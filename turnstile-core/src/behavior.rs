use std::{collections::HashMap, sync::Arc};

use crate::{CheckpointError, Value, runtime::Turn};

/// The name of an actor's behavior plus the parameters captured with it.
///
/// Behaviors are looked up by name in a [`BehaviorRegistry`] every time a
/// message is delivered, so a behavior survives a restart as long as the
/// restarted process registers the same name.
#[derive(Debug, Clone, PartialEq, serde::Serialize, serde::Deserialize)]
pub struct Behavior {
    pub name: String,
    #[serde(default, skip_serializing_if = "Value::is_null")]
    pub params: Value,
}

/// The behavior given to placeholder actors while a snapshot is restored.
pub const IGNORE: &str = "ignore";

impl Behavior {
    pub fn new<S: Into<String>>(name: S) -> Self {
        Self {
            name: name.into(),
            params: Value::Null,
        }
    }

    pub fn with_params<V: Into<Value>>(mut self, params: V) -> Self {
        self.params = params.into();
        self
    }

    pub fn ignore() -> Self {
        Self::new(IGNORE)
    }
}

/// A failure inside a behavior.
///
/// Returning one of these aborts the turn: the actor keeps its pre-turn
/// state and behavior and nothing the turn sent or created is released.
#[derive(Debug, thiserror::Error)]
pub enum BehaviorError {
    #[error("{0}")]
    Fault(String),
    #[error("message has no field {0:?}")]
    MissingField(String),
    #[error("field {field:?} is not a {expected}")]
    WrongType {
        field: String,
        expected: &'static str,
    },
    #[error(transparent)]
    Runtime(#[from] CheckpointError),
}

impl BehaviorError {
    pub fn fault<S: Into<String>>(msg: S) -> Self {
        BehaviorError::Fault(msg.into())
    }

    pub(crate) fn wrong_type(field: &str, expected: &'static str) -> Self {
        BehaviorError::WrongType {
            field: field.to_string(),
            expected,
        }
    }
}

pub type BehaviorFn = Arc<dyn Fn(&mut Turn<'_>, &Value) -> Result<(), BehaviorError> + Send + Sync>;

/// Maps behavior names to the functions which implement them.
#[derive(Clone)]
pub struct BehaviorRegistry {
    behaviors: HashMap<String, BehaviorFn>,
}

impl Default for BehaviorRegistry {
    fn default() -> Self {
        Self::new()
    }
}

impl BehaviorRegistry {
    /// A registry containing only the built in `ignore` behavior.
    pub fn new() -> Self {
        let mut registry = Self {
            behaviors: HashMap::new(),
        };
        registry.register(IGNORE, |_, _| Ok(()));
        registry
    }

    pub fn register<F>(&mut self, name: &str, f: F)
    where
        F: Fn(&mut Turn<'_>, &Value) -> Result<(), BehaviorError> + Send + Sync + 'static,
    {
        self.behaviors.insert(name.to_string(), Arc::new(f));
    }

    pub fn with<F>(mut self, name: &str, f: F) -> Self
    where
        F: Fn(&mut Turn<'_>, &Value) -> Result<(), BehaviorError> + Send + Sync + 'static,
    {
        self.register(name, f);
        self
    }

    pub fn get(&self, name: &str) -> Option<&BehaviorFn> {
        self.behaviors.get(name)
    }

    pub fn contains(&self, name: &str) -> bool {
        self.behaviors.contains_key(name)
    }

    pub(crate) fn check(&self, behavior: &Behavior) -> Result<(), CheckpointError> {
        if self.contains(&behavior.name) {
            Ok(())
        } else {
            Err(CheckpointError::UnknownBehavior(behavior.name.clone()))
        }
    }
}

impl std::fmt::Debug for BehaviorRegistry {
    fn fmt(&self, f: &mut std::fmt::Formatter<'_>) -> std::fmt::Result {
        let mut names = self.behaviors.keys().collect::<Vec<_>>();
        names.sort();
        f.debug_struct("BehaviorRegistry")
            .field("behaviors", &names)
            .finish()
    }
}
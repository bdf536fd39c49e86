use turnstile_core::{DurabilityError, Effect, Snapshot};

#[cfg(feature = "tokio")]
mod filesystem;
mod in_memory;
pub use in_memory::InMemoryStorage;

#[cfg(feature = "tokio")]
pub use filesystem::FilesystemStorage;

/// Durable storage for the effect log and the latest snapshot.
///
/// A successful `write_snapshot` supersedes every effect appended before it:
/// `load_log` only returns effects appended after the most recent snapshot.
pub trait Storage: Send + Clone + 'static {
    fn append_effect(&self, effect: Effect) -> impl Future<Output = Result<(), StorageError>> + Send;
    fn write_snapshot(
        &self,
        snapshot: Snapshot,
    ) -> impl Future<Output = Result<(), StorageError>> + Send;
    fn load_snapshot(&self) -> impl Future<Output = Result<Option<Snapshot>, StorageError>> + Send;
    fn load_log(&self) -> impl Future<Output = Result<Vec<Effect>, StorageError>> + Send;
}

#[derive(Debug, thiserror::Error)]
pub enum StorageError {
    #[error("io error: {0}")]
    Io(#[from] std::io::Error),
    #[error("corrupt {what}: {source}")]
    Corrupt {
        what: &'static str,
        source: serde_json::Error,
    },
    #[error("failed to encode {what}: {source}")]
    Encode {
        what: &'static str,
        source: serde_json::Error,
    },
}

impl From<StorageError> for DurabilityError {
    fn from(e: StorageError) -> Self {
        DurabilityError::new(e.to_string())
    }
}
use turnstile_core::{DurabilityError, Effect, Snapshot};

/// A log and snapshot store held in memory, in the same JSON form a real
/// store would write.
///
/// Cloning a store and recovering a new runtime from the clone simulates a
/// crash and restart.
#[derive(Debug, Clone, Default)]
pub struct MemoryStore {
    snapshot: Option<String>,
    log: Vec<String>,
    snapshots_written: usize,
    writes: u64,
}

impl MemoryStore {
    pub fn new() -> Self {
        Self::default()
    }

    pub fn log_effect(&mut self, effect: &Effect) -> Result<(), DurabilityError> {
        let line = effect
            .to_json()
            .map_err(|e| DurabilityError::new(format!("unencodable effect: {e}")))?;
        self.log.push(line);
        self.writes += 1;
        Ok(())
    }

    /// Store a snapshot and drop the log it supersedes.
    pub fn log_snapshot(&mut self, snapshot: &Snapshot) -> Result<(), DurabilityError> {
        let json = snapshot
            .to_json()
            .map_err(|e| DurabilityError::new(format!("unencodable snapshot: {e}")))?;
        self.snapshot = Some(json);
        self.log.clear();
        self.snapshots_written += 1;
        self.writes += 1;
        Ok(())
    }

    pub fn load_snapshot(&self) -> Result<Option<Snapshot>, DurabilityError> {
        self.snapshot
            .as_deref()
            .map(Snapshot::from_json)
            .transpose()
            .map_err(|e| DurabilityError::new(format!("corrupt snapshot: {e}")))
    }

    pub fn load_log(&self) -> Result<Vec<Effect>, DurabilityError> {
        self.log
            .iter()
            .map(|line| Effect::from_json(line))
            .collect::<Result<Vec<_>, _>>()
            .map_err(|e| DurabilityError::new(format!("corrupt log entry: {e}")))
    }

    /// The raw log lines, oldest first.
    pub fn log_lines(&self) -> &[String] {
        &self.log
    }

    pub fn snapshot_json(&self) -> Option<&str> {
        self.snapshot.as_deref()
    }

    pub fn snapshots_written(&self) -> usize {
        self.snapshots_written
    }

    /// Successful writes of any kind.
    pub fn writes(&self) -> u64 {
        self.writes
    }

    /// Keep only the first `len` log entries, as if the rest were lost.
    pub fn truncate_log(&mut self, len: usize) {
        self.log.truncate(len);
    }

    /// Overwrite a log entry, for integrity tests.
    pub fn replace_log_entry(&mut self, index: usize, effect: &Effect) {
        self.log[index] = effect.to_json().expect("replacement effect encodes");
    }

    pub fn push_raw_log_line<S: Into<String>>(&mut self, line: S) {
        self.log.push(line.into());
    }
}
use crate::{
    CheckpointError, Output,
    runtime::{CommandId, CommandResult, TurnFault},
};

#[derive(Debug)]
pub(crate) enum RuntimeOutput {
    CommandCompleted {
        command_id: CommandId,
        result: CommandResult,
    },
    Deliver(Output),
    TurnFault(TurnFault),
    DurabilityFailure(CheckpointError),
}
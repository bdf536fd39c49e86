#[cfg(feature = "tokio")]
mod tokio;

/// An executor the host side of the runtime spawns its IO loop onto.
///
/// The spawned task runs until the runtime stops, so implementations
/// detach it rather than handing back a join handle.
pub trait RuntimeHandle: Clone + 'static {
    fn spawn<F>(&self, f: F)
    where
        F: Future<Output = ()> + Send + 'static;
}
☆ ☆ ☆ ☆ ☆
- Task directions: Exactly as they stand, set down the lines from the top of the data through the line with "keeps its pre-turn".

- Solved exercise:
filename turnstile-core/src/behavior.rs
use std::{collections::HashMap, sync::Arc};

use crate::{CheckpointError, Value, runtime::Turn};

/// The name of an actor's behavior plus the parameters captured with it.
///
/// Behaviors are looked up by name in a [`BehaviorRegistry`] every time a
/// message is delivered, so a behavior survives a restart as long as the
/// restarted process registers the same name.
#[derive(Debug, Clone, PartialEq, serde::Serialize, serde::Deserialize)]
pub struct Behavior {
    pub name: String,
    #[serde(default, skip_serializing_if = "Value::is_null")]
    pub params: Value,
}

/// The behavior given to placeholder actors while a snapshot is restored.
pub const IGNORE: &str = "ignore";

impl Behavior {
    pub fn new<S: Into<String>>(name: S) -> Self {
        Self {
            name: name.into(),
            params: Value::Null,
        }
    }

    pub fn with_params<V: Into<Value>>(mut self, params: V) -> Self {
        self.params = params.into();
        self
    }

    pub fn ignore() -> Self {
        Self::new(IGNORE)
    }
}

/// A failure inside a behavior.
///
/// Returning one of these aborts the turn: the actor keeps its pre-turn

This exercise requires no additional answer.